A random pickup process is followed to prepare the training and testing datasets by simply splitting the whole dataset into training (2250) and testing (450) with a split ratio of 80% and 20%. The entire dataset has five subdatasets for five different human activities with a 900 balanced set of images each. First, two experiments were conducted for each model using 100 epochs to have better results.

Table 3 presents the experimental outcomes obtained after running the activity recognition and classification process using basic LSTM and proposed LSTM models. Both models are trained and tested for 100 epochs to determine the model’s efficiency.

When the basic model is implemented to perform the classification of five different human activities, its performance is very poor. Figure 4 shows the visualization of the performance of the basic and the proposed models. The training and the classification accuracies are just 18% and 21%, respectively. The training loss and classification loss are too high with unpredictable value and above 100%, respectively. The observations show that the basic LSTM model is neither efficient in training to human activities nor efficient in performing the classification.

On the other hand, when the proposed model is implemented to perform the classification of five different human activities, its performance is very good. The training and testing accuracies are 99.68% and 100%, respectively. The training loss and classification loss are too low with no loss and 0.016%, respectively. The observations show that the proposed LSTM model is so efficient in training and understanding the human activities so that it can perform the classification well. The results mentioned in Table 2 are depicted in Figures 5 and 6.

6. Future Directions

The present study has opened a lot of challenges while working with human activity recognition application. The literature review has identified that a combination of CNN and LSTM while developing the neural network can give better results when compared with pure LSTM networks. But it has been observed that the five human activities considered in this study can only be possible and so efficient using pure LSTM model only. These observations show that further research to understand the behavior of models with CNN and LSTM can contribute best during recognition of human activities from the real-time videos.
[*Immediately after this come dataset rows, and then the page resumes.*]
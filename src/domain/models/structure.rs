//! Atomic structure model.
//!
//! A [`Structure`] is immutable once built. Relaxation produces a new value
//! rather than editing the old one.

use serde::{Deserialize, Serialize};

use crate::domain::errors::{DomainError, DomainResult};

/// A single atomic site.
#[derive(Debug, Clone, PartialEq, Serialize, Deserialize)]
pub struct Site {
    /// Chemical element symbol.
    pub species: String,

    /// Kind label. Sites sharing a kind are symmetry-equivalent.
    pub kind: String,

    /// Cartesian position in angstrom.
    pub position: [f64; 3],

    /// Orbital manifold receiving a Hubbard correction (e.g. `3d`), if any.
    #[serde(default)]
    pub hubbard_manifold: Option<String>,
}

impl Site {
    pub fn new(species: impl Into<String>, position: [f64; 3]) -> Self {
        let species = species.into();
        Self {
            kind: species.clone(),
            species,
            position,
            hubbard_manifold: None,
        }
    }

    pub fn with_kind(mut self, kind: impl Into<String>) -> Self {
        self.kind = kind.into();
        self
    }

    pub fn with_hubbard(mut self, manifold: impl Into<String>) -> Self {
        self.hubbard_manifold = Some(manifold.into());
        self
    }

    pub fn is_hubbard(&self) -> bool {
        self.hubbard_manifold.is_some()
    }
}

/// Periodic atomic geometry.
#[derive(Debug, Clone, PartialEq, Serialize, Deserialize)]
pub struct Structure {
    /// Lattice vectors as rows, in angstrom.
    pub cell: [[f64; 3]; 3],

    /// Atomic sites.
    pub sites: Vec<Site>,
}

impl Structure {
    /// Build and validate a structure.
    pub fn new(cell: [[f64; 3]; 3], sites: Vec<Site>) -> DomainResult<Self> {
        let structure = Self { cell, sites };
        structure.validate()?;
        Ok(structure)
    }

    /// Check the invariants a deserialized structure must satisfy.
    pub fn validate(&self) -> DomainResult<()> {
        if self.sites.is_empty() {
            return Err(DomainError::InvalidInput(
                "structure has no sites".to_string(),
            ));
        }
        if determinant(&self.cell).abs() < 1e-8 {
            return Err(DomainError::InvalidInput(
                "structure cell is singular".to_string(),
            ));
        }
        for (index, site) in self.sites.iter().enumerate() {
            if site.position.iter().any(|c| !c.is_finite()) {
                return Err(DomainError::InvalidInput(format!(
                    "site {index} has a non-finite position"
                )));
            }
            if site.kind.is_empty() {
                return Err(DomainError::InvalidInput(format!(
                    "site {index} has an empty kind label"
                )));
            }
        }
        Ok(())
    }

    /// Number of sites.
    pub fn len(&self) -> usize {
        self.sites.len()
    }

    pub fn is_empty(&self) -> bool {
        self.sites.is_empty()
    }

    /// Indices and sites carrying a Hubbard manifold, in site order.
    pub fn hubbard_sites(&self) -> impl Iterator<Item = (usize, &Site)> {
        self.sites.iter().enumerate().filter(|(_, s)| s.is_hubbard())
    }

    /// Hubbard sites grouped by kind label.
    ///
    /// Groups are ordered by their lowest site index and each group is sorted.
    pub fn equivalence_groups(&self) -> Vec<Vec<usize>> {
        let mut groups: Vec<(String, Vec<usize>)> = Vec::new();
        for (index, site) in self.hubbard_sites() {
            match groups.iter_mut().find(|(kind, _)| *kind == site.kind) {
                Some((_, members)) => members.push(index),
                None => groups.push((site.kind.clone(), vec![index])),
            }
        }
        groups.into_iter().map(|(_, members)| members).collect()
    }

    /// Minimum-image distance between two sites, in angstrom.
    pub fn distance(&self, i: usize, j: usize) -> f64 {
        let a = self.sites[i].position;
        let b = self.sites[j].position;
        norm(&self.minimum_image([b[0] - a[0], b[1] - a[1], b[2] - a[2]]))
    }

    /// Largest change between this structure and `other`, in angstrom.
    ///
    /// Covers both site displacements (minimum image in `other`'s cell) and
    /// lattice vector changes. Structures with different site lists cannot
    /// be compared.
    pub fn max_displacement(&self, other: &Structure) -> DomainResult<f64> {
        if self.sites.len() != other.sites.len() {
            return Err(DomainError::InvalidInput(format!(
                "relaxed structure has {} sites, expected {}",
                other.sites.len(),
                self.sites.len()
            )));
        }

        let mut max = 0.0_f64;
        for (index, (old, new)) in self.sites.iter().zip(&other.sites).enumerate() {
            if old.species != new.species {
                return Err(DomainError::InvalidInput(format!(
                    "site {index} changed species from {} to {}",
                    old.species, new.species
                )));
            }
            let delta = [
                new.position[0] - old.position[0],
                new.position[1] - old.position[1],
                new.position[2] - old.position[2],
            ];
            max = max.max(norm(&other.minimum_image(delta)));
        }

        for (old_row, new_row) in self.cell.iter().zip(&other.cell) {
            for (old, new) in old_row.iter().zip(new_row) {
                max = max.max((new - old).abs());
            }
        }

        Ok(max)
    }

    /// Take the geometry of `relaxed` while keeping this structure's site labels.
    ///
    /// Relaxation codes report positions and cells; kind labels and Hubbard
    /// manifolds stay those of the structure that was relaxed.
    pub fn relaxed_to(&self, relaxed: &Structure) -> DomainResult<Structure> {
        self.max_displacement(relaxed)?;
        let sites = self
            .sites
            .iter()
            .zip(&relaxed.sites)
            .map(|(old, new)| Site {
                position: new.position,
                ..old.clone()
            })
            .collect();
        Structure::new(relaxed.cell, sites)
    }

    /// Wrap a cartesian vector to its minimum image in this cell.
    fn minimum_image(&self, vector: [f64; 3]) -> [f64; 3] {
        let transposed = transpose(&self.cell);
        let Some(inverse) = invert(&transposed) else {
            return vector;
        };
        let mut fractional = mat_vec(&inverse, &vector);
        for f in &mut fractional {
            *f -= f.round();
        }
        mat_vec(&transposed, &fractional)
    }
}

fn determinant(m: &[[f64; 3]; 3]) -> f64 {
    m[0][0] * (m[1][1] * m[2][2] - m[1][2] * m[2][1])
        - m[0][1] * (m[1][0] * m[2][2] - m[1][2] * m[2][0])
        + m[0][2] * (m[1][0] * m[2][1] - m[1][1] * m[2][0])
}

fn transpose(m: &[[f64; 3]; 3]) -> [[f64; 3]; 3] {
    let mut t = [[0.0; 3]; 3];
    for (i, row) in m.iter().enumerate() {
        for (j, value) in row.iter().enumerate() {
            t[j][i] = *value;
        }
    }
    t
}

fn invert(m: &[[f64; 3]; 3]) -> Option<[[f64; 3]; 3]> {
    let det = determinant(m);
    if det.abs() < 1e-12 {
        return None;
    }
    let mut inv = [[0.0; 3]; 3];
    for (i, row) in inv.iter_mut().enumerate() {
        for (j, value) in row.iter_mut().enumerate() {
            // Cofactor of (j, i) gives the adjugate entry (i, j).
            let r0 = (j + 1) % 3;
            let r1 = (j + 2) % 3;
            let c0 = (i + 1) % 3;
            let c1 = (i + 2) % 3;
            *value = (m[r0][c0] * m[r1][c1] - m[r0][c1] * m[r1][c0]) / det;
        }
    }
    Some(inv)
}

fn mat_vec(m: &[[f64; 3]; 3], v: &[f64; 3]) -> [f64; 3] {
    [
        m[0][0] * v[0] + m[0][1] * v[1] + m[0][2] * v[2],
        m[1][0] * v[0] + m[1][1] * v[1] + m[1][2] * v[2],
        m[2][0] * v[0] + m[2][1] * v[1] + m[2][2] * v[2],
    ]
}

fn norm(v: &[f64; 3]) -> f64 {
    (v[0] * v[0] + v[1] * v[1] + v[2] * v[2]).sqrt()
}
The further studies are planned to work more in developing new LSTM-based recurrent neural networks models to perform the recognizing human activities even from huge size of videos. The study is also looking into the other performance metrics like precision, recall, and F1-score values that can also guide the performance of any LSTM model. Later, a comparative analysis will be considered to determine the efficiency of the newly developed model by comparing the results with other existing models.

7. Conclusion

Deep learning has recently been used to overcome difficulties in image processing, natural language processing, and speech recognition. Human activity recognition (HAR) is a hot research area among scientists and engineers. Deep learning can now address HAR difficulties, thanks to two new study areas. Recurrent neural networks (RNNs) are better at detecting anomalous human behavior and preventing security breaches. This article offers a deep network design using residual bidirectional long-term memory (LSTM). The novel network can prevent gradient vanishing in time and space to increase recognition rates. The basic and proposed LSTM models were utilized to investigate activity recognition and classification. The algorithms' efficacies in classifying five human acts such as abuse, arson, assault, and fighting images are then compared. With larger training and classification loss levels, the simple LSTM model improved training accuracy to 18% and testing accuracy to 21%. The proposed LSTM model outperformed the simple model, achieving 100% classification accuracy. Finally, the suggested LSTM model performs well in real-time video recognition and classification.

Data Availability

The data used to support the findings of this study are available from the corresponding author upon request.

Conflicts of Interest

The authors declare that they have no conflicts of interest.